Extracted records
============================================================

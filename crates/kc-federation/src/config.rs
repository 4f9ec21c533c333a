//! Component model of a configured federation provider.
//!
//! The host stores one [`FederationConfig`] per provider instance an
//! administrator adds to a realm. Settings are kept as strings exactly as
//! entered; providers parse what they need with [`FederationConfig::get_bool`]
//! and [`FederationConfig::get_u32`].

use std::collections::HashMap;
use std::time::Duration;

use serde::{Deserialize, Serialize};
use uuid::Uuid;

use crate::error::{FederationError, FederationResult};

const DEFAULT_CONNECTION_TIMEOUT: Duration = Duration::from_secs(5);

/// A provider instance as configured in a realm.
#[derive(Debug, Clone, Serialize, Deserialize)]
pub struct FederationConfig {
    /// Component id; also the provider part of every storage id it issues.
    pub id: Uuid,
    /// Owning realm.
    pub realm_id: Uuid,
    /// Factory id, e.g. `sql-db-user-provider`.
    pub provider_type: String,
    /// Display name.
    pub name: String,
    /// Raw settings keyed by property name.
    pub config: HashMap<String, String>,
    /// How long to wait for a backend connection, in whole seconds on the wire.
    #[serde(with = "seconds")]
    pub connection_timeout: Duration,
}

impl FederationConfig {
    /// Starts a component model.
    #[must_use]
    pub fn builder() -> FederationConfigBuilder {
        FederationConfigBuilder::default()
    }

    /// Raw value of a setting.
    #[must_use]
    pub fn get(&self, key: &str) -> Option<&str> {
        self.config.get(key).map(String::as_str)
    }

    /// Setting parsed as a boolean; unparseable values read as absent.
    #[must_use]
    pub fn get_bool(&self, key: &str) -> Option<bool> {
        self.parsed(key)
    }

    /// Setting parsed as an unsigned integer; unparseable values read as absent.
    #[must_use]
    pub fn get_u32(&self, key: &str) -> Option<u32> {
        self.parsed(key)
    }

    fn parsed<T: std::str::FromStr>(&self, key: &str) -> Option<T> {
        self.get(key).and_then(|v| v.trim().parse().ok())
    }
}

/// Builder for [`FederationConfig`].
#[derive(Debug)]
pub struct FederationConfigBuilder {
    id: Option<Uuid>,
    realm_id: Option<Uuid>,
    provider_type: Option<String>,
    name: Option<String>,
    config: HashMap<String, String>,
    connection_timeout: Duration,
}

impl Default for FederationConfigBuilder {
    fn default() -> Self {
        Self {
            id: None,
            realm_id: None,
            provider_type: None,
            name: None,
            config: HashMap::new(),
            connection_timeout: DEFAULT_CONNECTION_TIMEOUT,
        }
    }
}

impl FederationConfigBuilder {
    /// Fixes the component id; a fresh one is generated otherwise.
    #[must_use]
    pub const fn id(mut self, id: Uuid) -> Self {
        self.id = Some(id);
        self
    }

    /// Sets the owning realm.
    #[must_use]
    pub const fn realm_id(mut self, realm_id: Uuid) -> Self {
        self.realm_id = Some(realm_id);
        self
    }

    /// Sets the factory id.
    #[must_use]
    pub fn provider_type(mut self, provider_type: impl Into<String>) -> Self {
        self.provider_type = Some(provider_type.into());
        self
    }

    /// Sets the display name.
    #[must_use]
    pub fn name(mut self, name: impl Into<String>) -> Self {
        self.name = Some(name.into());
        self
    }

    /// Sets one setting, replacing any earlier value.
    #[must_use]
    pub fn config(mut self, key: impl Into<String>, value: impl Into<String>) -> Self {
        self.config.insert(key.into(), value.into());
        self
    }

    /// Overrides the five second connection timeout.
    #[must_use]
    pub const fn connection_timeout(mut self, timeout: Duration) -> Self {
        self.connection_timeout = timeout;
        self
    }

    /// Finishes the model.
    ///
    /// ## Errors
    ///
    /// Returns [`FederationError::Configuration`] naming the first missing
    /// field among realm, provider type and name.
    pub fn build(self) -> FederationResult<FederationConfig> {
        let missing = |field: &str| FederationError::config(format!("{field} is required"));
        Ok(FederationConfig {
            id: self.id.unwrap_or_else(Uuid::now_v7),
            realm_id: self.realm_id.ok_or_else(|| missing("realm_id"))?,
            provider_type: self.provider_type.ok_or_else(|| missing("provider_type"))?,
            name: self.name.ok_or_else(|| missing("name"))?,
            config: self.config,
            connection_timeout: self.connection_timeout,
        })
    }
}

mod seconds {
    use std::time::Duration;

    use serde::{Deserialize, Deserializer, Serializer};

    pub fn serialize<S: Serializer>(value: &Duration, serializer: S) -> Result<S::Ok, S::Error> {
        serializer.serialize_u64(value.as_secs())
    }

    pub fn deserialize<'de, D: Deserializer<'de>>(deserializer: D) -> Result<Duration, D::Error> {
        u64::deserialize(deserializer).map(Duration::from_secs)
    }
}
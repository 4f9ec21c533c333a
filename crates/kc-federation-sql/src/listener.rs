//! Pushes email changes made in the host back to the database.

use std::sync::Arc;

use async_trait::async_trait;
use kc_core::event::details;
use kc_core::{Event, EventListener, EventType};
use kc_federation::{StorageId, UserStorageProvider};

use crate::mapper::columns;
use crate::provider::SqlUserStorageProvider;

/// Writes updated email addresses through the update-email template.
///
/// Reacts to successful [`EventType::UpdateProfile`] events in the
/// provider's realm that carry an `updated_email` detail.
#[derive(Debug, Clone)]
pub struct ProfileUpdateListener {
    provider: Arc<SqlUserStorageProvider>,
}

impl ProfileUpdateListener {
    /// Creates a listener for one provider component.
    #[must_use]
    pub const fn new(provider: Arc<SqlUserStorageProvider>) -> Self {
        Self { provider }
    }

    fn applies_to(&self, event: &Event) -> bool {
        event.event_type == EventType::UpdateProfile
            && event.is_success()
            && event.realm_id == Some(self.provider.config().realm_id)
    }
}

#[async_trait]
impl EventListener for ProfileUpdateListener {
    async fn on_event(&self, event: &Event) {
        if !self.applies_to(event) {
            return;
        }
        let Some(user_id) = event.user_id.as_deref() else {
            return;
        };
        tracing::debug!(user_id, "Update event received");

        let Some(updated_email) = event.detail(details::UPDATED_EMAIL) else {
            return;
        };
        let previous_email = event.detail(details::PREVIOUS_EMAIL).unwrap_or_default();

        let repository = self.provider.repository();
        let username = match repository.find_by_id(&StorageId::external_id_of(user_id)).await {
            Ok(Some(row)) => row.get(columns::USERNAME).cloned(),
            Ok(None) => None,
            Err(e) => {
                tracing::error!(user_id, error = %e, "Failed to look up user for email update");
                return;
            }
        };
        let Some(username) = username else {
            tracing::warn!(user_id, "User for email update not found in the database");
            return;
        };

        match repository.update_email(&username, updated_email).await {
            Ok(true) => tracing::info!(
                user_id,
                username = %username,
                previous_email,
                updated_email,
                "Email changed"
            ),
            Ok(false) => tracing::warn!(user_id, username = %username, "Email update was not applied"),
            Err(e) => tracing::error!(user_id, error = %e, "Email update failed"),
        }
    }
}
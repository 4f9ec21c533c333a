//! Common test utilities and fixtures.
//!
//! Every fixture runs against its own in-memory SQLite database through the
//! sqlx `Any` driver, seeded with [`USER_COUNT`] users whose ids run from 1.

use std::sync::Arc;

use async_trait::async_trait;
use kc_federation::FederationConfig;
use kc_federation_sql::config::keys;
use kc_federation_sql::executor::QueryExecutor;
use kc_federation_sql::{
    ConnectionSettings, DataSource, QueryConfigurations, Rdbms, ResultSet, SqlResult,
    SqlxDataSource, UserRepository,
};
use uuid::Uuid;

/// Number of seeded users.
pub const USER_COUNT: usize = 100;

pub const COUNT: &str = "SELECT COUNT(*) FROM users";
pub const LIST_ALL: &str =
    "SELECT id, username, email, firstName, lastName, department FROM users ORDER BY id";
pub const LIST_ALL_UNORDERED: &str =
    "SELECT id, username, email, firstName, lastName, department FROM users";
pub const FIND_BY_ID: &str =
    "SELECT id, username, email, firstName, lastName, department FROM users WHERE id = ?";
pub const FIND_BY_USERNAME: &str =
    "SELECT id, username, email, firstName, lastName, department FROM users WHERE username = ?";
pub const FIND_BY_USERNAME_OR_EMAIL: &str =
    "SELECT id, username, email, firstName, lastName, department FROM users WHERE ? IN (username, email)";
pub const FIND_BY_SEARCH_TERM: &str =
    "SELECT id, username, email, firstName, lastName, department FROM users \
     WHERE username LIKE '%' || ? || '%' ORDER BY id";
pub const FIND_PASSWORD_HASH: &str = "SELECT hash, salt FROM users WHERE ? IN (username, email)";
pub const FIND_PASSWORD_HASH_USERNAME_ONLY: &str =
    "SELECT hash, salt FROM users WHERE username = ?";
pub const UPDATE_CREDENTIALS: &str = "UPDATE users SET hash = ?, salt = ? WHERE username = ?";
pub const UPDATE_EMAIL_ADDRESS: &str = "UPDATE users SET email = ? WHERE username = ?";

/// Installs a test subscriber once.
pub fn init_tracing() {
    let _ = tracing_subscriber::fmt()
        .with_env_filter("kc_federation_sql=debug,sqlx=warn")
        .with_test_writer()
        .try_init();
}

/// Username of seeded user `n`.
pub fn username(n: usize) -> String {
    format!("user{n:03}")
}

/// Opens a fresh in-memory database with the seeded users table.
pub async fn seeded_source() -> anyhow::Result<Arc<SqlxDataSource>> {
    init_tracing();

    // One connection, so every statement sees the same in-memory database.
    let source = SqlxDataSource::connect_lazy(&ConnectionSettings::new("sqlite::memory:").max_connections(1))?;
    source
        .execute(
            "CREATE TABLE users (
                id INTEGER PRIMARY KEY,
                username TEXT NOT NULL UNIQUE,
                email TEXT,
                firstName TEXT,
                lastName TEXT,
                department TEXT,
                hash TEXT,
                salt TEXT
            )",
            &[],
        )
        .await?;

    for n in 1..=USER_COUNT {
        let id = n.to_string();
        let username = username(n);
        let email = format!("{username}@example.com");
        let first_name = format!("First{n}");
        let department = if n % 2 == 0 { "sales" } else { "support" };
        source
            .execute(
                "INSERT INTO users (id, username, email, firstName, lastName, department) \
                 VALUES (?, ?, ?, ?, NULL, ?)",
                &[id.as_str(), username.as_str(), email.as_str(), first_name.as_str(), department],
            )
            .await?;
    }

    Ok(Arc::new(source))
}

/// Template set over the seeded table.
pub fn queries(rdbms: Rdbms, list_all: &str) -> anyhow::Result<QueryConfigurations> {
    Ok(QueryConfigurations::builder()
        .count(COUNT)
        .list_all(list_all)
        .find_by_id(FIND_BY_ID)
        .find_by_username(FIND_BY_USERNAME)
        .find_by_username_or_email(FIND_BY_USERNAME_OR_EMAIL)
        .find_by_search_term(FIND_BY_SEARCH_TERM)
        .find_password_hash(FIND_PASSWORD_HASH)
        .find_password_hash_username_only(FIND_PASSWORD_HASH_USERNAME_ONLY)
        .update_credentials(UPDATE_CREDENTIALS)
        .update_email_address(UPDATE_EMAIL_ADDRESS)
        .rdbms(rdbms)
        .allow_database_overwrite(true)
        .build()?)
}

/// Repository over `source` for `rdbms`.
pub fn repository(source: Arc<dyn DataSource>, rdbms: Rdbms, list_all: &str) -> anyhow::Result<UserRepository> {
    Ok(UserRepository::new(
        QueryExecutor::new(source, rdbms),
        Arc::new(queries(rdbms, list_all)?),
    ))
}

/// Component configuration pointing at a database URL.
pub fn component(realm_id: Uuid, url: &str, rdbms: Rdbms) -> anyhow::Result<FederationConfig> {
    Ok(FederationConfig::builder()
        .realm_id(realm_id)
        .provider_type(kc_federation_sql::PROVIDER_ID)
        .name("legacy users")
        .config(keys::URL, url)
        .config(keys::RDBMS, rdbms.description())
        .config(keys::COUNT, COUNT)
        .config(keys::LIST_ALL, LIST_ALL)
        .config(keys::FIND_BY_ID, FIND_BY_ID)
        .config(keys::FIND_BY_USERNAME, FIND_BY_USERNAME)
        .config(keys::FIND_BY_USERNAME_OR_EMAIL, FIND_BY_USERNAME_OR_EMAIL)
        .config(keys::FIND_BY_SEARCH_TERM, FIND_BY_SEARCH_TERM)
        .config(keys::FIND_PASSWORD_HASH, FIND_PASSWORD_HASH)
        .config(keys::FIND_PASSWORD_HASH_USERNAME_ONLY, FIND_PASSWORD_HASH_USERNAME_ONLY)
        .config(keys::UPDATE_CREDENTIALS, UPDATE_CREDENTIALS)
        .config(keys::UPDATE_EMAIL_ADDRESS, UPDATE_EMAIL_ADDRESS)
        .config(keys::ALLOW_DATABASE_OVERWRITE, "true")
        .build()?)
}

// ============================================================================
// Dialect Translation
// ============================================================================

/// Runs `OFFSET .. ROWS FETCH NEXT .. ROWS ONLY` statements on SQLite by
/// rewriting the window to `LIMIT .. OFFSET ..`.
pub struct OffsetFetchOnSqlite {
    inner: Arc<SqlxDataSource>,
}

impl OffsetFetchOnSqlite {
    pub fn new(inner: Arc<SqlxDataSource>) -> Self {
        Self { inner }
    }

    fn translate(sql: &str) -> String {
        let Some((base, window)) = sql.rsplit_once(" OFFSET ") else {
            return sql.to_string();
        };
        let words: Vec<&str> = window.split_whitespace().collect();
        match words.as_slice() {
            [offset, "ROWS", "FETCH", "NEXT", limit, "ROWS", "ONLY"] => {
                format!("{base} LIMIT {limit} OFFSET {offset}")
            }
            _ => sql.to_string(),
        }
    }
}

#[async_trait]
impl DataSource for OffsetFetchOnSqlite {
    async fn fetch(&self, sql: &str, params: &[&str]) -> SqlResult<ResultSet> {
        self.inner.fetch(&Self::translate(sql), params).await
    }

    async fn execute(&self, sql: &str, params: &[&str]) -> SqlResult<u64> {
        self.inner.execute(&Self::translate(sql), params).await
    }

    async fn close(&self) {
        self.inner.close().await;
    }

    fn is_closed(&self) -> bool {
        self.inner.is_closed()
    }
}

/// Runs the legacy SQL Server row-number wrapper on SQLite.
///
/// SQL Server numbers rows in arrival order under the wrapper's constant
/// window order; SQLite only guarantees that for an empty window. `TOP(n)`
/// in the derived table becomes a trailing `LIMIT n`.
pub struct RowNumberOnSqlite {
    inner: Arc<SqlxDataSource>,
}

impl RowNumberOnSqlite {
    pub fn new(inner: Arc<SqlxDataSource>) -> Self {
        Self { inner }
    }

    fn translate(sql: &str) -> String {
        let sql = sql.replace("OVER (ORDER BY CURRENT_TIMESTAMP)", "OVER ()");
        let Some(top) = sql.find("TOP(") else {
            return sql;
        };
        let digits = top + "TOP(".len();
        let Some(len) = sql[digits..].find(')') else {
            return sql;
        };
        let limit = &sql[digits..digits + len];
        let without_top = format!("{}{}", &sql[..top], sql[digits + len + 1..].trim_start());
        match without_top.find(") inner_query_") {
            Some(at) => format!("{} LIMIT {limit}{}", &without_top[..at], &without_top[at..]),
            None => sql.clone(),
        }
    }
}

#[async_trait]
impl DataSource for RowNumberOnSqlite {
    async fn fetch(&self, sql: &str, params: &[&str]) -> SqlResult<ResultSet> {
        self.inner.fetch(&Self::translate(sql), params).await
    }

    async fn execute(&self, sql: &str, params: &[&str]) -> SqlResult<u64> {
        self.inner.execute(&Self::translate(sql), params).await
    }

    async fn close(&self) {
        self.inner.close().await;
    }

    fn is_closed(&self) -> bool {
        self.inner.is_closed()
    }
}
//! Webhook notification sink

use super::{DeliveryError, NotificationEvent, NotificationSink};
use async_trait::async_trait;
use std::time::Duration;

/// POSTs each event as JSON to a fixed endpoint
#[derive(Debug, Clone)]
pub struct WebhookNotifier {
    endpoint: String,
    client: reqwest::Client,
}

impl WebhookNotifier {
    pub fn new(endpoint: impl Into<String>, timeout: Duration) -> Result<Self, DeliveryError> {
        let client = reqwest::Client::builder()
            .timeout(timeout)
            .user_agent(concat!("mailsync/", env!("CARGO_PKG_VERSION")))
            .build()?;

        Ok(Self {
            endpoint: endpoint.into(),
            client,
        })
    }

    pub fn endpoint(&self) -> &str {
        &self.endpoint
    }
}

#[async_trait]
impl NotificationSink for WebhookNotifier {
    async fn deliver(&self, event: &NotificationEvent) -> Result<(), DeliveryError> {
        let response = self
            .client
            .post(&self.endpoint)
            .json(event)
            .send()
            .await?;

        let status = response.status();
        if !status.is_success() {
            let body = response.text().await.unwrap_or_default();
            return Err(DeliveryError::Rejected {
                status: status.as_u16(),
                body,
            });
        }

        tracing::debug!(
            mailbox_id = event.mailbox_id,
            uid = event.uid,
            "Notification delivered"
        );
        Ok(())
    }
}
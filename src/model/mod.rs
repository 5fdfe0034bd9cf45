//! Core records of the sync engine
//!
//! - **Mailbox**: a remote mailbox configured by the control plane
//! - **SyncState**: the per-mailbox cursor and baseline marker
//! - **Message**: a parsed, persisted message and its insert form
//! - **SkippedMessage**: dead-letter record for unparseable messages

mod mailbox;
mod message;
mod sync_state;

pub use mailbox::{Mailbox, MailboxId, NewMailbox, Security};
pub use message::{HeaderField, NewMessage, ParsedMessage, SkippedMessage, StoredMessage};
pub use sync_state::SyncState;
// ============================================================================
// Daemon
// ============================================================================

mod daemon_tests {
    use super::*;

    #[tokio::test]
    async fn test_daemon_end_to_end() {
        let server = FakeServer::new();
        server.deliver("alice@example.com", 1..=50);
        let store: Arc<dyn Store> = Arc::new(InMemoryStore::new());
        let notifier = Arc::new(RecordingNotifier::default());

        let mailbox = store
            .create_mailbox(NewMailbox::new("alice@example.com", "pw", "imap.example.com", SHARD))
            .await
            .unwrap();

        let config = DaemonConfig::new(SHARD)
            .with_poll_interval(Duration::from_secs(3600), Duration::ZERO)
            .with_shutdown_grace(Duration::from_secs(2));
        let mut daemon = SyncDaemon::new(
            config,
            store.clone(),
            Arc::new(server.clone()),
            Arc::new(MailParser::new()),
            Some(notifier.clone()),
        );
        let mut rx = daemon.subscribe();

        let report = daemon.reconcile_once().await.unwrap();
        assert_eq!(report.started, vec![mailbox.id]);
        wait_for(&mut rx, |e| matches!(e, SyncEvent::Baselined { cursor: 50, .. })).await;

        server.deliver("alice@example.com", 51..=52);
        assert_eq!(daemon.poll_all_now().await, 1);

        let event = wait_for(&mut rx, |e| matches!(e, SyncEvent::PollCompleted { .. })).await;
        let SyncEvent::PollCompleted { report, .. } = event else {
            unreachable!()
        };
        assert_eq!(report.stored, 2);
        assert_eq!(notifier.uids(), vec![51, 52]);

        let stats = daemon.stats().await;
        assert_eq!(stats.managed, 1);
        assert_eq!(stats.reconcile_cycles, 1);
        assert!(stats.last_reconcile_at.is_some());

        let statuses = daemon.statuses().await;
        assert_eq!(statuses.len(), 1);
        assert_eq!(statuses[0].mailbox_id, mailbox.id);

        daemon.shutdown().await;
        assert!(daemon.registry().is_empty().await);
        let state = store.get_sync_state(mailbox.id).await.unwrap().unwrap();
        assert_eq!(state.cursor, 52);
    }

    #[tokio::test]
    async fn test_daemon_stops_on_command() {
        let store: Arc<dyn Store> = Arc::new(InMemoryStore::new());
        let mut daemon = SyncDaemon::new(
            DaemonConfig::new(SHARD).with_shutdown_grace(Duration::from_secs(1)),
            store,
            Arc::new(FakeServer::new()),
            Arc::new(MailParser::new()),
            None,
        );

        let commands = daemon.command_sender();
        commands
            .send(mailsync::sync::DaemonCommand::Shutdown)
            .await
            .unwrap();

        tokio::time::timeout(Duration::from_secs(5), daemon.run())
            .await
            .expect("daemon did not stop")
            .unwrap();

        // A daemon runs once
        assert!(daemon.run().await.is_err());
    }
}
fn mailbox_from_row(row: &Row<'_>) -> rusqlite::Result<Mailbox> {
    let security: String = row.get(6)?;
    Ok(Mailbox {
        id: row.get(0)?,
        address: row.get(1)?,
        username: row.get(2)?,
        password: row.get(3)?,
        host: row.get(4)?,
        port: row.get(5)?,
        security: security.parse().map_err(|e: imap_session::Error| {
            rusqlite::Error::FromSqlConversionFailure(6, Type::Text, e.to_string().into())
        })?,
        folder: row.get(7)?,
        active: row.get(8)?,
        shard: row.get(9)?,
        created_at: timestamp(row, 10)?,
    })
}

fn sync_state_from_row(row: &Row<'_>) -> rusqlite::Result<SyncState> {
    Ok(SyncState {
        mailbox_id: row.get(0)?,
        cursor: row.get(1)?,
        initial_sync_completed_at: optional_timestamp(row, 2)?,
        last_synced_at: optional_timestamp(row, 3)?,
    })
}

fn message_from_row(row: &Row<'_>) -> rusqlite::Result<StoredMessage> {
    let headers: Vec<HeaderField> = json_column(row, 10)?;
    Ok(StoredMessage {
        id: row.get(0)?,
        message: NewMessage {
            mailbox_id: row.get(1)?,
            uid: row.get(2)?,
            message_id: row.get(3)?,
            sender: row.get(4)?,
            recipients: json_column(row, 5)?,
            cc: json_column(row, 6)?,
            subject: row.get(7)?,
            text_body: row.get(8)?,
            html_body: row.get(9)?,
            headers,
            has_attachments: row.get(11)?,
            received_at: timestamp(row, 12)?,
        },
        stored_at: timestamp(row, 13)?,
    })
}
//! Configuration system
//!
//! Loads ~/.config/mailsync/config.yaml with support for:
//! - Instance identity (the shard this worker owns)
//! - Poll cadence and reconnect backoff
//! - Notification endpoint
//! - Control-plane API listener

mod mailsync_config;
pub mod validation;

pub use mailsync_config::{
    ApiConfig, BackoffSettings, MailsyncConfig, NotificationConfig, PollConfig,
};
pub use validation::{validate_config, validate_config_result, ValidationError};
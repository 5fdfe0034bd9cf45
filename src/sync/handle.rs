//! Task wrapper that drives one manager

use super::manager::MailboxManager;
use super::state::ManagerState;
use super::SyncEvent;
use crate::model::{Mailbox, MailboxId};
use std::time::Duration;
use tokio::sync::{mpsc, oneshot, watch};
use tokio::task::JoinHandle;
use tokio::time::Instant;

/// A running manager as seen by the reconciler and scheduler
///
/// The manager itself lives inside its task; the handle holds the poll
/// trigger, a shutdown signal and a view of the manager's state.
pub struct ManagerHandle {
    mailbox_id: MailboxId,
    fingerprint: u64,
    poll_interval: Duration,
    last_dispatch: Instant,
    poll_tx: mpsc::Sender<()>,
    shutdown_tx: Option<oneshot::Sender<()>>,
    state_rx: watch::Receiver<ManagerState>,
    task: JoinHandle<()>,
}

impl ManagerHandle {
    /// Start the manager's control loop on the runtime
    ///
    /// `poll_interval` already includes this manager's jitter.
    pub fn spawn(manager: MailboxManager, poll_interval: Duration) -> Self {
        let mailbox_id = manager.mailbox_id();
        let fingerprint = manager.mailbox().connection_fingerprint();
        let state_rx = manager.subscribe_state();

        // One slot: a trigger that arrives while a poll is queued is redundant
        let (poll_tx, poll_rx) = mpsc::channel(1);
        let (shutdown_tx, shutdown_rx) = oneshot::channel();

        let task = tokio::spawn(run(manager, poll_rx, shutdown_rx));

        Self {
            mailbox_id,
            fingerprint,
            poll_interval,
            last_dispatch: Instant::now(),
            poll_tx,
            shutdown_tx: Some(shutdown_tx),
            state_rx,
            task,
        }
    }

    pub fn mailbox_id(&self) -> MailboxId {
        self.mailbox_id
    }

    /// Connection fingerprint of the mailbox this manager was built from
    pub fn fingerprint(&self) -> u64 {
        self.fingerprint
    }

    pub fn matches(&self, mailbox: &Mailbox) -> bool {
        self.fingerprint == mailbox.connection_fingerprint()
    }

    pub fn poll_interval(&self) -> Duration {
        self.poll_interval
    }

    pub fn state(&self) -> ManagerState {
        *self.state_rx.borrow()
    }

    pub fn is_finished(&self) -> bool {
        self.task.is_finished()
    }

    pub fn is_due(&self, now: Instant) -> bool {
        now.saturating_duration_since(self.last_dispatch) >= self.poll_interval
    }

    /// Ask the manager to poll; false if a poll is already queued or the task is gone
    pub fn trigger_poll(&mut self, now: Instant) -> bool {
        match self.poll_tx.try_send(()) {
            Ok(()) => {
                self.last_dispatch = now;
                true
            }
            Err(mpsc::error::TrySendError::Full(())) => {
                self.last_dispatch = now;
                false
            }
            Err(mpsc::error::TrySendError::Closed(())) => false,
        }
    }

    /// Signal the control loop to disconnect and exit
    pub fn request_shutdown(&mut self) {
        if let Some(tx) = self.shutdown_tx.take() {
            let _ = tx.send(());
        }
    }

    /// Signal shutdown and wait up to `grace` for the task, aborting it after
    pub async fn stop(mut self, grace: Duration) {
        self.request_shutdown();
        let abort = self.task.abort_handle();
        match tokio::time::timeout(grace, &mut self.task).await {
            Ok(Ok(())) => {}
            Ok(Err(e)) if e.is_panic() => {
                tracing::error!(mailbox_id = self.mailbox_id, "Manager task panicked");
            }
            Ok(Err(_)) => {}
            Err(_) => {
                tracing::warn!(
                    mailbox_id = self.mailbox_id,
                    grace_secs = grace.as_secs_f64(),
                    "Manager did not stop in time, aborting"
                );
                abort.abort();
            }
        }
    }
}

/// Control loop: reconnect when disconnected, poll when triggered
async fn run(
    mut manager: MailboxManager,
    mut poll_rx: mpsc::Receiver<()>,
    mut shutdown_rx: oneshot::Receiver<()>,
) {
    let mailbox_id = manager.mailbox_id();
    let ctx = manager.context().clone();
    ctx.emit(SyncEvent::ManagerStarted { mailbox_id });
    tracing::debug!(mailbox_id, "Manager task started");

    loop {
        if !manager.is_connected() {
            if manager.state().is_terminal() {
                break;
            }

            if let Some(deadline) = manager.retry_at() {
                tokio::select! {
                    _ = tokio::time::sleep_until(deadline) => {}
                    _ = &mut shutdown_rx => break,
                }
                // Triggers that piled up while waiting are stale
                while poll_rx.try_recv().is_ok() {}
            }

            if let Err(e) = manager.connect().await {
                if manager.retry_at().is_none() && !manager.state().is_terminal() {
                    tracing::error!(mailbox_id, error = %e, "Manager cannot connect, stopping");
                    break;
                }
            }
            continue;
        }

        tokio::select! {
            trigger = poll_rx.recv() => match trigger {
                Some(()) => {
                    manager.poll_once().await;
                }
                None => break,
            },
            _ = &mut shutdown_rx => break,
        }
    }

    manager.disconnect().await;
    tracing::debug!(mailbox_id, state = %manager.state(), "Manager task stopped");
    ctx.emit(SyncEvent::ManagerStopped { mailbox_id });
}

============================================================

Problem description ::
All lines from the opening of the records through the line where "#[derive(Debug, Clone, Serialize, Deserialize)]" occurs are to be output verbatim. No other line belongs in the answer.

The completed task ::
filename crates/kc-federation/src/config.rs
repository 4f9ec21c533c333a
//! Component model of a configured federation provider.
//!
//! The host stores one [`FederationConfig`] per provider instance an
//! administrator adds to a realm. Settings are kept as strings exactly as
//! entered; providers parse what they need with [`FederationConfig::get_bool`]
//! and [`FederationConfig::get_u32`].

use std::collections::HashMap;
use std::time::Duration;

use serde::{Deserialize, Serialize};
use uuid::Uuid;

use crate::error::{FederationError, FederationResult};

const DEFAULT_CONNECTION_TIMEOUT: Duration = Duration::from_secs(5);

/// A provider instance as configured in a realm.
#[derive(Debug, Clone, Serialize, Deserialize)]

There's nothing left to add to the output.